35 thoughts on “How to Make $1 Billion Betting on Horse Racing with Machine Learning

  1. Thanks for watching everyone! Do you like data science related stories like this? Let me know other ones you would like me to deep dive into in the comments below!

  2. At least in the US, data availability isn't that great unless you're willing to spend significant amounts of money. Also, most of the race tracks in the US not only don't ban the computer model betters, they actually make rakeback deals with them to give them a big advantage over the everyday better.

  3. one very important aspect that he acknowledges at the outset is that Happy Valley is a 'closed system' , meaning horses arrive on the island and stayed for the whole season (which was not that long, and they did not have races every night). This certainly would have allowed him to better establish an accurate hierarchy (ie horse A has placed higher than horse B every time) compared to the typical scenario of horses coming in, racing, and then off to another track (as happens in the US and UK). Regarding suitability to today, you forget that the UK has Exchanges which operate differently than the Tote system Benter had to bet under. The HK Jockey Club took out 18% off the top, and Benter still overcame that 'hole' and walked away a rich man. The UK exchanges take out 1% plus a commission of 3-5% depending on who you bet with. A much shallower hole to deal with.

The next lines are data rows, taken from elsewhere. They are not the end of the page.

//! Analytical store for leakscope
//!
//! Wraps an embedded DuckDB file. The store is the only shared state in the
//! system: the loader writes it once per run, everything else reads it.

mod errors;
mod store;
mod table;

pub use errors::{StoreError, StoreResult};
pub use store::{quote_ident, quote_literal, validate_identifier, Store, StoreMode};
pub use table::{cell_text, ResultTable};
//! Generic tabular query results
//!
//! A `ResultTable` is what every audit rule returns: ordered column names
//! plus rows of JSON scalars. It is the unit the dashboard renders and
//! the CSV export encodes.

use serde::Serialize;
use serde_json::{Map, Value};

/// Ordered columns and rows produced by a query
#[derive(Debug, Clone, Default, PartialEq, Serialize)]
pub struct ResultTable {
    /// Column names in select order
    pub columns: Vec<String>,
    /// Rows, each aligned with `columns`
    pub rows: Vec<Vec<Value>>,
}

impl ResultTable {
    /// Creates a table from columns and rows
    pub fn new(columns: Vec<String>, rows: Vec<Vec<Value>>) -> Self {
        Self { columns, rows }
    }

    /// Creates an empty table carrying only a header
    pub fn empty(columns: Vec<String>) -> Self {
        Self {
            columns,
            rows: Vec::new(),
        }
    }

    /// Returns true if the query matched nothing
    pub fn is_empty(&self) -> bool {
        self.rows.is_empty()
    }

    /// Number of rows
    pub fn len(&self) -> usize {
        self.rows.len()
    }

    /// Position of a column by name
    pub fn column_index(&self, name: &str) -> Option<usize> {
        self.columns.iter().position(|c| c == name)
    }

    /// Value at `row` for the named column
    pub fn value(&self, row: usize, column: &str) -> Option<&Value> {
        let idx = self.column_index(column)?;
        self.rows.get(row).and_then(|r| r.get(idx))
    }

    /// All values of one column, top to bottom
    pub fn column_values(&self, column: &str) -> Vec<&Value> {
        match self.column_index(column) {
            Some(idx) => self.rows.iter().filter_map(|r| r.get(idx)).collect(),
            None => Vec::new(),
        }
    }

    /// Rows as JSON objects keyed by column name
    pub fn records(&self) -> Vec<Value> {
        self.rows
            .iter()
            .map(|row| {
                let mut obj = Map::with_capacity(self.columns.len());
                for (col, val) in self.columns.iter().zip(row.iter()) {
                    obj.insert(col.clone(), val.clone());
                }
                Value::Object(obj)
            })
            .collect()
    }

    /// First `n` rows, header preserved
    pub fn head(&self, n: usize) -> ResultTable {
        ResultTable {
            columns: self.columns.clone(),
            rows: self.rows.iter().take(n).cloned().collect(),
        }
    }
}

/// Renders a JSON scalar as a plain cell string
///
/// Strings lose their quotes and nulls become empty cells.
pub fn cell_text(value: &Value) -> String {
    match value {
        Value::Null => String::new(),
        Value::String(s) => s.clone(),
        Value::Bool(b) => b.to_string(),
        Value::Number(n) => n.to_string(),
        other => other.to_string(),
    }
}

#[cfg(test)]
mod tests {
    use super::*;
    use serde_json::json;

    fn sample() -> ResultTable {
        ResultTable::new(
            vec!["order_id".to_string(), "order_total".to_string()],
            vec![
                vec![json!(1), json!(-5.0)],
                vec![json!(2), json!(0)],
            ],
        )
    }

    #[test]
    fn test_empty_keeps_header() {
        let table = ResultTable::empty(vec!["a".to_string()]);
        assert!(table.is_empty());
        assert_eq!(table.columns, vec!["a"]);
    }

    #[test]
    fn test_value_lookup() {
        let table = sample();
        assert_eq!(table.value(1, "order_id"), Some(&json!(2)));
        assert_eq!(table.value(5, "order_id"), None);
        assert_eq!(table.value(0, "missing"), None);
    }

    #[test]
    fn test_records() {
        let records = sample().records();
        assert_eq!(records[0]["order_total"], json!(-5.0));
        assert_eq!(records[1]["order_id"], json!(2));
    }

    #[test]
    fn test_head() {
        let table = sample().head(1);
        assert_eq!(table.len(), 1);
        assert_eq!(table.columns.len(), 2);
    }

    #[test]
    fn test_cell_text() {
        assert_eq!(cell_text(&Value::Null), "");
        assert_eq!(cell_text(&json!("C1")), "C1");
        assert_eq!(cell_text(&json!(0.25)), "0.25");
        assert_eq!(cell_text(&json!(true)), "true");
    }
}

  4. Ken, have you ever attended the Sloan Analytics Conference in Boston? A professional bettor that appeared on the “Betting With an Edge.” Podcast and YouTube channel mentioned it. He indicated it was a conference for the analytics folks from the American pro sports leagues.

  5. I'm sorry and I don't mean to be rude or distract from your message because I truly respect and admire what do. But I've been a follower of yours for a while now, and I think you're really hot. ❤

  6. A quick note on Correlated/Colinear Features. These can be a huge pain for applications such as Sports Betting, where we are weighing certain factors relative to other factors. Concepts such as introducing dropout, random noise, and using clustering to engineer/select features might be helpful. Doing that would reduce the costs of running a model, improving ROIs even if drops absolute performance

  7. Great video Ken. I want to ask you for an opinion. I started an internship in a data virtualization project, but my goal Is to work as a data scientist or data analyst. What you think about It? Is It good starting point to enter in this area?

  8. Hey ken, Can you check the 2nd example of Kelly criterion. It looks like, you have mistakenly put 1 in down. I am really getting confused when doing this math. Please, help..

  9. Really enjoyed this style of video! Such an informative and interesting breakdown, crazy to think that model was super advanced a while ago! + title and thumbnail game is on point! Nice one, Ken!

  10. Damn it. This was my backup plan if I ever decided to have my own "breaking bad" story. I've been beaten. Time to find a new market to do this in. Perhaps slap fighting. I didn't get my degrees in math and stats for nothing! R e e e e e e e.

    Great video though, Ken. Hahaha, I love stories like this. I know ultimately at the end of the day you're only really supposed to make content that you enjoy and are proud of, but if that involves seeing more stuff like this, than I'm all for it!

  11. Finding a way to beat horse racing was the reason I got into data science to begin with.

    Since you aren't against a sportsbook employing Stanford alums, you just have to beat people and the vig.

    Needless to say, it's far easier said than done. I knew some of this, but not nearly all. This is incredible.